I would like to say that he always stay more or less secretive and lately he just explained that
he don't like be questions about what he is doing, because he feels that I'm not trust him
Well you can explain to him how you are feeling to give him better understanding for what you are going through and that you do not ask questions because you do not trust him, it is to reassure your feelings and concerns
he explane that he need to focuse on the job more to susssise and make more money.
he is not trust, he think that I will use against him one day
Did you ask him what would happen with your relationship once he has made more money and success?
It sounds like he does not trust you, and that is difficult for a relationship to succeed without trust
yes, he will feel more open time and more relax
maybe next year he could make it, that he told me
yes , would can I do
I dont see any other men , and Im very unest
and strate forward
Have you asked if he would be willing to see a couple's therapist?
he like to see me only on the weekend, and maybe in the middle of the week
I can, but I don't think he may be open for this.
So may I ask why are you in the relationship?
I love him
but I always feel hurt
why he make so many bondarees?
he tell me :I have talk only this way, or other way ,if I ask him where are you?
why do you need to know? he say
its make very difficult to communicate
and he get upsed on me for my questions
he think I m a spy
but I just to like to talk like everybody do
what can I do doc.?
its very complicated
I think the boundaries are because he doesnt want to get hurt, so he does not allow someone to get to know the real him. He has a hard time trusting people, and he feels if he starts to trust you, you may hurt him in the future or as he said it "use it against him."
what should I do to make him trust me?
It is difficult to say because sometimes it takes time for people to open up and truly trust someone else in a relationship. But because he has been like this for a year, I am afraid it may not happen in the near future or ever. I am confident that individual therapy would help him greatly, but he does not appear motivated to do that
I will try to talk to him about it,he try to get aswere from different books he read,
do you think any chance ..
for him to be more than just a boy friend
and can i do something about it
I think there is a chance, but it has to be your boyfriend who changes his behavior and starts to trust you
Unfortunately you are doing everything right by being supportive of him and loving him, but he has to learn to trust you and to open up to you
how i can help
Well dont push him too much and respect his space. If he wants to keep his life more secretive you, just tell him that you are there for him and that you are always open to talk if he wants. But I do not think this will make you happy in the long run and most likely you will want more
yes i do
and i feel some times that I cant have deal with this anymore
I am not sure if he will get there the way you want because he has not progressed the relationship. He still has trust issues after a year, even though you have been very supportive is not a good sign for his commitment to you
What would happen if you ended the relationship?
I will feel a lot of pain
How would you feel being in this relationship now, but if your boyfriend never wanted more?
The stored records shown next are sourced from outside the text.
mod support;

use influmatch_core::{Locale, RecoveryResult};
use match_client::{MatchApiClient, MatchClient};
use support::{capture_logs, closed_base_url, StubRoute, StubServer};

const NIKE_MATCHES: &str = r#"{
    "matches": [
        {
            "influencer": "@fitlife_th",
            "total_score": 49.3,
            "details": {
                "type_of_product": 9.47,
                "target_group": 10.0,
                "positioning": 9.83,
                "brand_personality": 10.0,
                "vision": 10.0
            },
            "category": "Fitness & Lifestyle"
        },
        {
            "influencer": "@sporty_bangkok",
            "total_score": 46.2,
            "details": {
                "type_of_product": 9.2,
                "target_group": 9.8,
                "positioning": 9.1,
                "brand_personality": 9.5,
                "vision": 8.6
            }
        },
        {
            "influencer": "@aunnyc",
            "total_score": 47.89,
            "details": {
                "type_of_product": 10.0,
                "target_group": 9.64,
                "positioning": 10.0,
                "brand_personality": 8.97,
                "vision": 9.27
            }
        }
    ]
}"#;

fn client_for(base_url: &str) -> MatchClient {
    let api = MatchApiClient::new(base_url, "influmatch-tests/1.0").unwrap();
    MatchClient::new(api, Locale::En)
}

#[tokio::test]
async fn test_list_brands_keeps_server_order() {
    let server = StubServer::start(vec![StubRoute::new(
        "GET",
        "/api/v1/brands",
        200,
        r#"[{"name":"Sephora Thailand"},{"_id":"2","name":"Nike Thailand"}]"#,
    )])
    .await;
    let client = client_for(&server.base_url);

    let result = client.list_brands().await;
    assert!(result.is_recovered());
    let names: Vec<String> = result
        .value()
        .unwrap()
        .iter()
        .map(|b| b.name.clone())
        .collect();
    assert_eq!(names, vec!["Sephora Thailand", "Nike Thailand"]);
}

#[tokio::test]
async fn test_brands_server_error_degrades_to_empty_and_logs() {
    let server =
        StubServer::start(vec![StubRoute::new("GET", "/api/v1/brands", 500, r#"{"detail":"boom"}"#)])
            .await;
    let client = client_for(&server.base_url);
    let (_guard, logs) = capture_logs();

    let result = client.list_brands().await;

    match &result {
        RecoveryResult::Degraded { value, notice } => {
            assert!(value.is_empty());
            assert_eq!(notice.code, "MATCH_API_HTTP_STATUS");
            assert!(notice.message.contains("500"));
        }
        other => panic!("expected degraded result, got {other:?}"),
    }

    let output = logs.contents();
    assert!(output.contains("ERROR"));
    assert!(output.contains("/api/v1/brands"));

    let metrics = client.api().get_metrics().await;
    assert_eq!(metrics.total_requests, 1);
    assert_eq!(metrics.failed_requests, 1);
}

#[tokio::test]
async fn test_match_influencers_posts_brand_and_keeps_order() {
    let server = StubServer::start(vec![StubRoute::new(
        "POST",
        "/api/v1/match-influencers",
        200,
        NIKE_MATCHES,
    )])
    .await;
    let client = client_for(&server.base_url);

    let result = client.match_influencers("Nike Thailand").await;
    let matches = result.value().unwrap();

    // Server order, even though the scores are not sorted
    let order: Vec<&str> = matches.iter().map(|m| m.influencer.as_str()).collect();
    assert_eq!(order, vec!["@fitlife_th", "@sporty_bangkok", "@aunnyc"]);

    let top = &matches[0];
    assert_eq!(top.display_score(), "49.3");
    let fills: Vec<f64> = top.details.axes().iter().map(|a| a.fill_percent()).collect();
    let expected = [94.7, 100.0, 98.3, 100.0, 100.0];
    assert_eq!(fills.len(), expected.len());
    for (fill, want) in fills.iter().zip(expected) {
        assert!((fill - want).abs() < 1e-9, "{fill} != {want}");
    }

    let requests = server.requests();
    assert_eq!(requests.len(), 1);
    assert_eq!(requests[0].method, "POST");
    assert_eq!(requests[0].json(), serde_json::json!({ "brand_name": "Nike Thailand" }));
    assert!(requests[0]
        .header("content-type")
        .unwrap()
        .starts_with("application/json"));
}

#[tokio::test]
async fn test_zero_matches_is_empty_not_error() {
    let server = StubServer::start(vec![StubRoute::new(
        "POST",
        "/api/v1/match-influencers",
        200,
        r#"{"matches": []}"#,
    )])
    .await;
    let client = client_for(&server.base_url);

    let result = client.match_influencers("Unknown Brand").await;
    assert_eq!(result, RecoveryResult::Recovered(Vec::new()));
}

#[tokio::test]
async fn test_partial_details_keep_every_match() {
    let server = StubServer::start(vec![StubRoute::new(
        "POST",
        "/api/v1/match-influencers",
        200,
        r#"{
            "matches": [
                {
                    "influencer": "@fitlife_th",
                    "total_score": 49.3,
                    "details": {
                        "type_of_product": 9.47,
                        "target_group": 10.0,
                        "positioning": 9.83,
                        "brand_personality": 10.0,
                        "vision": 10.0
                    }
                },
                {
                    "influencer": "@sporty_bangkok",
                    "total_score": 28.1,
                    "details": {
                        "type_of_product": 9.2,
                        "positioning": 9.1,
                        "vision": 9.8
                    }
                }
            ]
        }"#,
    )])
    .await;
    let client = client_for(&server.base_url);

    let result = client.match_influencers("Nike Thailand").await;
    assert!(result.is_recovered(), "got {result:?}");
    let matches = result.value().unwrap();
    assert_eq!(matches.len(), 2);
    assert_eq!(matches[1].influencer, "@sporty_bangkok");
    assert_eq!(matches[1].details.target_group, 0.0);
    assert_eq!(matches[1].details.positioning, 9.1);
}

#[tokio::test]
async fn test_missing_matches_key_is_empty() {
    let server = StubServer::start(vec![StubRoute::new(
        "POST",
        "/api/v1/match-influencers",
        200,
        r#"{"status": "ok"}"#,
    )])
    .await;
    let client = client_for(&server.base_url);

    let result = client.match_influencers("Nike Thailand").await;
    assert_eq!(result, RecoveryResult::Recovered(Vec::new()));
}

#[test]
fn test_analyze_match_with_empty_input_sends_nothing() {
    let client = client_for("http://127.0.0.1:9");

    let no_influencer = tokio_test::block_on(client.analyze_match("", "Nike Thailand"));
    assert!(no_influencer.is_skipped());
    assert_eq!(no_influencer.notice().unwrap().code, "INVALID_INPUT");

    let no_brand = tokio_test::block_on(client.analyze_match("@fitlife_th", "   "));
    assert!(no_brand.is_skipped());

    let metrics = tokio_test::block_on(client.api().get_metrics());
    assert_eq!(metrics.total_requests, 0);
}

#[tokio::test]
async fn test_analyze_match_returns_analysis() {
    let server = StubServer::start(vec![StubRoute::new(
        "POST",
        "/api/v1/analyze-match",
        200,
        r#"{
            "influencer_strengths": "Strong fitness audience",
            "content_style": "Short workout clips",
            "brand_compatibility": "High",
            "campaign_suitability": "Product launches",
            "strategic_recommendations": "Run a 30-day challenge"
        }"#,
    )])
    .await;
    let client = client_for(&server.base_url);

    let result = client.analyze_match("@fitlife_th", "Nike Thailand").await;
    let analysis = result.value().unwrap();
    assert_eq!(analysis.brand_compatibility, "High");
    assert!(analysis.extra.is_empty());

    let body = server.requests()[0].json();
    assert_eq!(
        body,
        serde_json::json!({ "influencer_name": "@fitlife_th", "brand_name": "Nike Thailand" })
    );
}

#[tokio::test]
async fn test_malformed_analysis_fails_with_notice() {
    let server = StubServer::start(vec![StubRoute::new(
        "POST",
        "/api/v1/analyze-match",
        200,
        r#"{"influencer_strengths": "only one field"}"#,
    )])
    .await;
    let client = client_for(&server.base_url);

    let result = client.analyze_match("@fitlife_th", "Nike Thailand").await;
    assert!(result.is_failed());
    assert_eq!(result.notice().unwrap().code, "MATCH_API_INVALID_RESPONSE");
}

#[tokio::test]
async fn test_influencer_analysis_fills_placeholders() {
    let server = StubServer::start(vec![StubRoute::new(
        "GET",
        "/api/v1/influencer-analysis/@fitlife_th",
        200,
        r#"{"Type_of_content": "Health videos", "personality": ""}"#,
    )])
    .await;
    let client = client_for(&server.base_url);

    let result = client.fetch_influencer_analysis("@fitlife_th").await;
    let profile = result.value().unwrap();
    assert_eq!(profile.type_of_content, "Health videos");
    assert_eq!(profile.target_audience, "Audience not specified");
    assert_eq!(profile.personality, "Personality not specified");

    assert_eq!(server.requests()[0].path, "/api/v1/influencer-analysis/@fitlife_th");
}

#[tokio::test]
async fn test_unreachable_service_degrades_profile() {
    let client = client_for(&closed_base_url().await);

    let result = client.fetch_influencer_analysis("@fitlife_th").await;
    match result {
        RecoveryResult::Degraded { value, notice } => {
            assert_eq!(value.type_of_content, "Content not available");
            assert_eq!(value.vision, "Vision not specified");
            assert_eq!(notice.code, "NETWORK");
        }
        other => panic!("expected degraded profile, got {other:?}"),
    }
}

#[tokio::test]
async fn test_analyze_brand_ignores_response_body() {
    let server = StubServer::start(vec![StubRoute::new(
        "POST",
        "/api/v1/analyze-brand",
        200,
        "not json at all",
    )])
    .await;
    let client = client_for(&server.base_url);

    let result = client.analyze_brand("Sephora Thailand").await;
    assert_eq!(result, RecoveryResult::Recovered(()));
    assert_eq!(
        server.requests()[0].json(),
        serde_json::json!({ "brand_name": "Sephora Thailand" })
    );
}

#[tokio::test]
async fn test_analyze_influencer_failure_is_reported() {
    let server = StubServer::start(vec![StubRoute::new(
        "POST",
        "/api/v1/analyze-influencer",
        500,
        r#"{"detail":"agent crashed"}"#,
    )])
    .await;
    let client = client_for(&server.base_url);

    let result = client.analyze_influencer("@new_creator").await;
    assert!(result.is_failed());
    assert_eq!(
        server.requests()[0].json(),
        serde_json::json!({ "influencer_name": "@new_creator" })
    );
}
//! In-process stand-in for the matching service plus a log capture helper.

#![allow(dead_code)]

use std::io;
use std::sync::{Arc, Mutex};
use tokio::io::{AsyncReadExt, AsyncWriteExt};
use tokio::net::{TcpListener, TcpStream};

#[derive(Debug, Clone)]
pub struct RecordedRequest {
    pub method: String,
    pub path: String,
    pub headers: Vec<(String, String)>,
    pub body: String,
}

impl RecordedRequest {
    pub fn header(&self, name: &str) -> Option<&str> {
        self.headers
            .iter()
            .find(|(key, _)| key.eq_ignore_ascii_case(name))
            .map(|(_, value)| value.as_str())
    }

    pub fn json(&self) -> serde_json::Value {
        serde_json::from_str(&self.body).unwrap()
    }
}

#[derive(Debug, Clone)]
pub struct StubRoute {
    pub method: &'static str,
    pub path: String,
    pub status: u16,
    pub body: String,
}

impl StubRoute {
    pub fn new(method: &'static str, path: &str, status: u16, body: &str) -> Self {
        Self {
            method,
            path: path.to_string(),
            status,
            body: body.to_string(),
        }
    }
}

pub struct StubServer {
    pub base_url: String,
    requests: Arc<Mutex<Vec<RecordedRequest>>>,
}

impl StubServer {
    pub async fn start(routes: Vec<StubRoute>) -> Self {
        let listener = TcpListener::bind("127.0.0.1:0").await.unwrap();
        let addr = listener.local_addr().unwrap();
        let requests = Arc::new(Mutex::new(Vec::new()));
        let routes = Arc::new(routes);

        let recorded = requests.clone();
        tokio::spawn(async move {
            while let Ok((mut socket, _)) = listener.accept().await {
                let routes = routes.clone();
                let recorded = recorded.clone();
                tokio::spawn(async move {
                    let _ = handle(&mut socket, &routes, &recorded).await;
                });
            }
        });

        Self {
            base_url: format!("http://{addr}"),
            requests,
        }
    }

    pub fn requests(&self) -> Vec<RecordedRequest> {
        self.requests.lock().unwrap().clone()
    }
}

async fn handle(
    socket: &mut TcpStream,
    routes: &[StubRoute],
    recorded: &Mutex<Vec<RecordedRequest>>,
) -> io::Result<()> {
    let mut buf = Vec::new();
    let mut chunk = [0u8; 4096];

    let header_end = loop {
        let n = socket.read(&mut chunk).await?;
        if n == 0 {
            return Ok(());
        }
        buf.extend_from_slice(&chunk[..n]);
        if let Some(pos) = buf.windows(4).position(|w| w == b"\r\n\r\n") {
            break pos + 4;
        }
    };

    let head = String::from_utf8_lossy(&buf[..header_end]).to_string();
    let mut lines = head.lines();
    let mut request_line = lines.next().unwrap_or_default().split_whitespace();
    let method = request_line.next().unwrap_or_default().to_string();
    let path = request_line.next().unwrap_or_default().to_string();
    let headers: Vec<(String, String)> = lines
        .filter_map(|line| line.split_once(':'))
        .map(|(k, v)| (k.trim().to_string(), v.trim().to_string()))
        .collect();

    let content_length = headers
        .iter()
        .find(|(k, _)| k.eq_ignore_ascii_case("content-length"))
        .and_then(|(_, v)| v.parse::<usize>().ok())
        .unwrap_or(0);

    while buf.len() < header_end + content_length {
        let n = socket.read(&mut chunk).await?;
        if n == 0 {
            break;
        }
        buf.extend_from_slice(&chunk[..n]);
    }
    let body_end = buf.len().min(header_end + content_length);
    let body = String::from_utf8_lossy(&buf[header_end..body_end]).to_string();

    let (status, response_body) = routes
        .iter()
        .find(|route| route.method == method && route.path == path)
        .map(|route| (route.status, route.body.clone()))
        .unwrap_or((404, r#"{"detail":"Not Found"}"#.to_string()));

    recorded.lock().unwrap().push(RecordedRequest {
        method,
        path,
        headers,
        body,
    });

    let reason = if (200..300).contains(&status) { "OK" } else { "Error" };
    let response = format!(
        "HTTP/1.1 {status} {reason}\r\nContent-Type: application/json\r\nContent-Length: {}\r\nConnection: close\r\n\r\n{response_body}",
        response_body.len()
    );
    socket.write_all(response.as_bytes()).await?;
    socket.shutdown().await
}

/// Base URL nothing listens on.
pub async fn closed_base_url() -> String {
    let listener = TcpListener::bind("127.0.0.1:0").await.unwrap();
    let addr = listener.local_addr().unwrap();
    drop(listener);
    format!("http://{addr}")
}

#[derive(Clone, Default)]
pub struct LogBuffer(Arc<Mutex<Vec<u8>>>);

impl LogBuffer {
    pub fn contents(&self) -> String {
        String::from_utf8_lossy(&self.0.lock().unwrap()).to_string()
    }
}

impl io::Write for LogBuffer {
    fn write(&mut self, bytes: &[u8]) -> io::Result<usize> {
        self.0.lock().unwrap().extend_from_slice(bytes);
        Ok(bytes.len())
    }

    fn flush(&mut self) -> io::Result<()> {
        Ok(())
    }
}

/// Routes this thread's tracing output into a buffer until the guard drops.
pub fn capture_logs() -> (tracing::subscriber::DefaultGuard, LogBuffer) {
    let buffer = LogBuffer::default();
    let writer = buffer.clone();
    let subscriber = tracing_subscriber::fmt()
        .with_writer(move || writer.clone())
        .with_ansi(false)
        .with_max_level(tracing::Level::DEBUG)
        .finish();
    (tracing::subscriber::set_default(subscriber), buffer)
}
//! Generation counters that keep late responses from overwriting newer state.

/// Generation number handed out with each issued request.
#[derive(Debug, Clone, Copy, PartialEq, Eq, PartialOrd, Ord, Hash)]
pub struct Ticket(u64);

impl Ticket {
    pub fn value(&self) -> u64 {
        self.0
    }
}

/// One counter per piece of state fed by async requests.
///
/// A completion is applied only while its ticket is the latest one issued;
/// anything older is stale.
#[derive(Debug, Default)]
pub struct RequestGeneration {
    latest: u64,
}

impl RequestGeneration {
    pub fn new() -> Self {
        Self::default()
    }

    pub fn issue(&mut self) -> Ticket {
        self.latest += 1;
        Ticket(self.latest)
    }

    pub fn is_current(&self, ticket: Ticket) -> bool {
        self.latest == ticket.0
    }

    /// Marks every outstanding ticket stale without issuing a new request.
    pub fn invalidate(&mut self) {
        self.latest += 1;
    }
}
use serde::{Deserialize, Serialize};

use crate::{Board, PlayerId};

/// An action submitted to the game on behalf of one player.
///
/// Which actions are permitted depends on the current
/// [`Phase`](crate::Phase) and, during a turn, on whose turn it is; see
/// [`Game::allowed_actions`](crate::Game::allowed_actions).
#[derive(Clone, Debug, PartialEq, Serialize, Deserialize)]
#[serde(tag = "type", rename_all = "snake_case")]
pub enum Action {
    /// Proposes a board size. The latest proposal becomes the current size
    /// candidate; the sizing phase ends when every active player's latest
    /// proposal names the same size.
    ProposeSize {
        player: PlayerId,
        width: u32,
        height: u32,
    },
    /// Flips a field between empty and blocked.
    ToggleBlock { player: PlayerId, x: u32, y: u32 },
    /// Flips a field between empty and joker. Fails on a field that is
    /// neither (e.g. a blocked one).
    ToggleJoker { player: PlayerId, x: u32, y: u32 },
    /// Accepts `board` as the final layout of the current sub-phase. The
    /// acceptance only counts for as long as `board` equals the live board;
    /// a later toggle by anyone silently revokes it.
    AcceptLayout { player: PlayerId, board: Board },
    /// Places a stone on a free field.
    PlaceStone { player: PlayerId, x: u32, y: u32 },
    /// Withdraws `player` from the game.
    Forfeit { player: PlayerId },
}

impl Action {
    /// The player this action acts for.
    pub fn player(&self) -> PlayerId {
        match *self {
            Action::ProposeSize { player, .. }
            | Action::ToggleBlock { player, .. }
            | Action::ToggleJoker { player, .. }
            | Action::AcceptLayout { player, .. }
            | Action::PlaceStone { player, .. }
            | Action::Forfeit { player } => player,
        }
    }

    pub fn kind(&self) -> ActionKind {
        match self {
            Action::ProposeSize { .. } => ActionKind::ProposeSize,
            Action::ToggleBlock { .. } => ActionKind::ToggleBlock,
            Action::ToggleJoker { .. } => ActionKind::ToggleJoker,
            Action::AcceptLayout { .. } => ActionKind::AcceptLayout,
            Action::PlaceStone { .. } => ActionKind::PlaceStone,
            Action::Forfeit { .. } => ActionKind::Forfeit,
        }
    }
}

/// The discriminant of an [`Action`], used for allowed-action sets.
#[derive(Clone, Copy, Debug, PartialEq, Eq, Serialize, Deserialize)]
#[serde(rename_all = "snake_case")]
pub enum ActionKind {
    ProposeSize,
    ToggleBlock,
    ToggleJoker,
    AcceptLayout,
    PlaceStone,
    Forfeit,
}

impl std::fmt::Display for ActionKind {
    fn fmt(&self, f: &mut std::fmt::Formatter<'_>) -> std::fmt::Result {
        let name = match self {
            ActionKind::ProposeSize => "proposing a board size",
            ActionKind::ToggleBlock => "toggling a blocked field",
            ActionKind::ToggleJoker => "toggling a joker field",
            ActionKind::AcceptLayout => "accepting the layout",
            ActionKind::PlaceStone => "placing a stone",
            ActionKind::Forfeit => "forfeiting",
        };
        write!(f, "{}", name)
    }
}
I don't no how he will behave
I feel hurt
you think it better for me to move on
And it makes sense that you feel hurt because you do care for him a lot.
I think you can bring it up with him and discuss the issue because you do not feel the relationship is moving forward
I think I care more than he
I think you care more for him too
I try to talk about it, and he get upset
and he do not like to talk about it
Then you may have to end the relationship. It will hurt for a little while, but you would be happier in the long run
and he told me that we on the different timing,I want relation and he need a buil a carrier,he is a constructor, and if I don't like I can move on
Wow that is very inconsiderate and mean of him to say
But I think you should probably leave the relationship to protect you
yes , latly he be came very mean
I am sorry he was mean to you
should I talk to him one more time
Yes you can talk to him and tell him that because the relationship is not moving forward and that you want more, but he does not. You are thinking about leaving him
do you think any chance that he would stop me
He might not stop you at that moment, but he may a few days later once he realizes that he really lost you. But remember you have let his behavior control how you feel, this is your way of taking control and trying to be happy
when shoul I do this
When you feel comfortable and ready. You can discuss it with friends or family to get their point of views too
thank you Doc.
Anytime, I am always happy to help
Is there anything else I can help you with?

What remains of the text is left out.